_WHAT IS NEEDED:_ Filter these entries down to the lines that hold the word "crate", and show each of them.

_Collected data entries:_

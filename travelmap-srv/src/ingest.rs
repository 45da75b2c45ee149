//! Record ingestion: validate and normalize a submission, geocode the
//! destination, and write through the record store
//!
//! Exactly one record is persisted on full success; every failure path
//! leaves the store untouched.

use chrono::Utc;
use sqlx::SqlitePool;
use std::collections::BTreeMap;
use thiserror::Error;
use tracing::info;
use travelmap_common::models::{
    duration_days, BudgetStyle, CompanionType, OneOrMany, RatingValue, RecordSubmission,
    TravelRecord,
};
use uuid::Uuid;

use crate::db;
use crate::services::Geocoder;

/// Field-name/message pairs for schema-level rejections
pub type FieldErrors = BTreeMap<String, String>;

/// Submission failure taxonomy
#[derive(Debug, Error)]
pub enum IngestError {
    /// Required fields absent or empty; user-correctable
    #[error("Missing required fields: {0}")]
    MissingFields(String),

    /// Field values present but malformed; carries per-field detail
    #[error("Invalid field values")]
    InvalidFields { details: FieldErrors },

    /// Destination unresolvable; user-correctable by editing the text
    #[error("Could not geocode destination: {0}. Check API key and destination name.")]
    Geocode(String),

    /// Store-level rejection
    #[error("Failed to persist travel record: {0}")]
    Persistence(#[from] anyhow::Error),
}

/// Validate, normalize, geocode, and persist a record submission
pub async fn submit(
    pool: &SqlitePool,
    geocoder: &dyn Geocoder,
    payload: RecordSubmission,
) -> Result<TravelRecord, IngestError> {
    // Required fields are checked before any external call is made
    let missing: Vec<&str> = [
        ("name", payload.name.trim().is_empty()),
        ("startDate", payload.start_date.trim().is_empty()),
        ("destinationName", payload.destination_name.trim().is_empty()),
    ]
    .iter()
    .filter(|(_, absent)| *absent)
    .map(|(field, _)| *field)
    .collect();
    if !missing.is_empty() {
        return Err(IngestError::MissingFields(missing.join(", ")));
    }

    let mut details = FieldErrors::new();
    let rating = coerce_rating(payload.rating.as_ref(), &mut details);
    let companion_type = parse_enum_field(
        payload.companion_type.as_deref(),
        CompanionType::parse,
        "companionType",
        &mut details,
    );
    let budget_style = parse_enum_field(
        payload.budget_style.as_deref(),
        BudgetStyle::parse,
        "budgetStyle",
        &mut details,
    );
    if !details.is_empty() {
        return Err(IngestError::InvalidFields { details });
    }

    let keyword_tags = normalize_tags(payload.keyword_tags);
    let uploaded_images = normalize_images(payload.uploaded_images);

    let duration = payload
        .end_date
        .as_deref()
        .and_then(|end| duration_days(&payload.start_date, end));

    let coordinates = geocoder
        .geocode(&payload.destination_name)
        .await
        .ok_or_else(|| IngestError::Geocode(payload.destination_name.clone()))?;

    let now = Utc::now();
    let record = TravelRecord {
        id: Uuid::new_v4(),
        name: payload.name,
        start_date: payload.start_date,
        end_date: payload.end_date,
        destination_name: payload.destination_name,
        latitude: coordinates.lat,
        longitude: coordinates.lng,
        accommodation: payload.accommodation.filter(|s| !s.is_empty()),
        rating,
        highlights: payload.highlights,
        companion_type,
        budget_style,
        memorable_food: payload.memorable_food,
        deepest_impression_spot: payload.deepest_impression_spot,
        travel_tips: payload.travel_tips,
        keyword_tags,
        daily_brief_itinerary: payload.daily_brief_itinerary,
        uploaded_images,
        duration,
        created_at: now,
        updated_at: now,
    };

    db::records::insert(pool, &record).await?;
    info!(
        id = %record.id,
        destination = %record.destination_name,
        "Created travel record"
    );
    Ok(record)
}

/// Normalize tags: a list is trimmed entry-wise; a single string is
/// split on commas. Empty entries drop out, duplicates stay.
pub fn normalize_tags(tags: Option<OneOrMany>) -> Vec<String> {
    match tags {
        None => Vec::new(),
        Some(OneOrMany::Many(values)) => values
            .iter()
            .map(|tag| tag.trim().to_string())
            .filter(|tag| !tag.is_empty())
            .collect(),
        Some(OneOrMany::One(value)) => value
            .split(',')
            .map(|tag| tag.trim().to_string())
            .filter(|tag| !tag.is_empty())
            .collect(),
    }
}

/// Normalize image URLs into the canonical sequence, dropping empties
pub fn normalize_images(images: Option<OneOrMany>) -> Vec<String> {
    images
        .map(OneOrMany::into_vec)
        .unwrap_or_default()
        .into_iter()
        .map(|url| url.trim().to_string())
        .filter(|url| !url.is_empty())
        .collect()
}

/// Coerce a submitted rating to an integer
///
/// Unparseable text is omitted (never an error); a parseable value
/// outside 1-5 is a field-level rejection.
fn coerce_rating(rating: Option<&RatingValue>, details: &mut FieldErrors) -> Option<i64> {
    let parsed = match rating {
        None => return None,
        Some(RatingValue::Int(n)) => Some(*n),
        Some(RatingValue::Float(f)) => Some(*f as i64),
        Some(RatingValue::Text(s)) => {
            let trimmed = s.trim();
            trimmed
                .parse::<i64>()
                .ok()
                .or_else(|| trimmed.parse::<f64>().ok().map(|f| f as i64))
        }
    };
    match parsed {
        Some(n) if (1..=5).contains(&n) => Some(n),
        Some(n) => {
            details.insert(
                "rating".to_string(),
                format!("rating must be between 1 and 5, got {n}"),
            );
            None
        }
        None => None,
    }
}

fn parse_enum_field<T: Default>(
    value: Option<&str>,
    parse: fn(&str) -> Option<T>,
    field: &str,
    details: &mut FieldErrors,
) -> T {
    match value {
        None => T::default(),
        Some(raw) => match parse(raw) {
            Some(parsed) => parsed,
            None => {
                details.insert(field.to_string(), format!("`{raw}` is not a valid value"));
                T::default()
            }
        },
    }
}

_ANSWER BOX:_
use crate::db;
use crate::services::Geocoder;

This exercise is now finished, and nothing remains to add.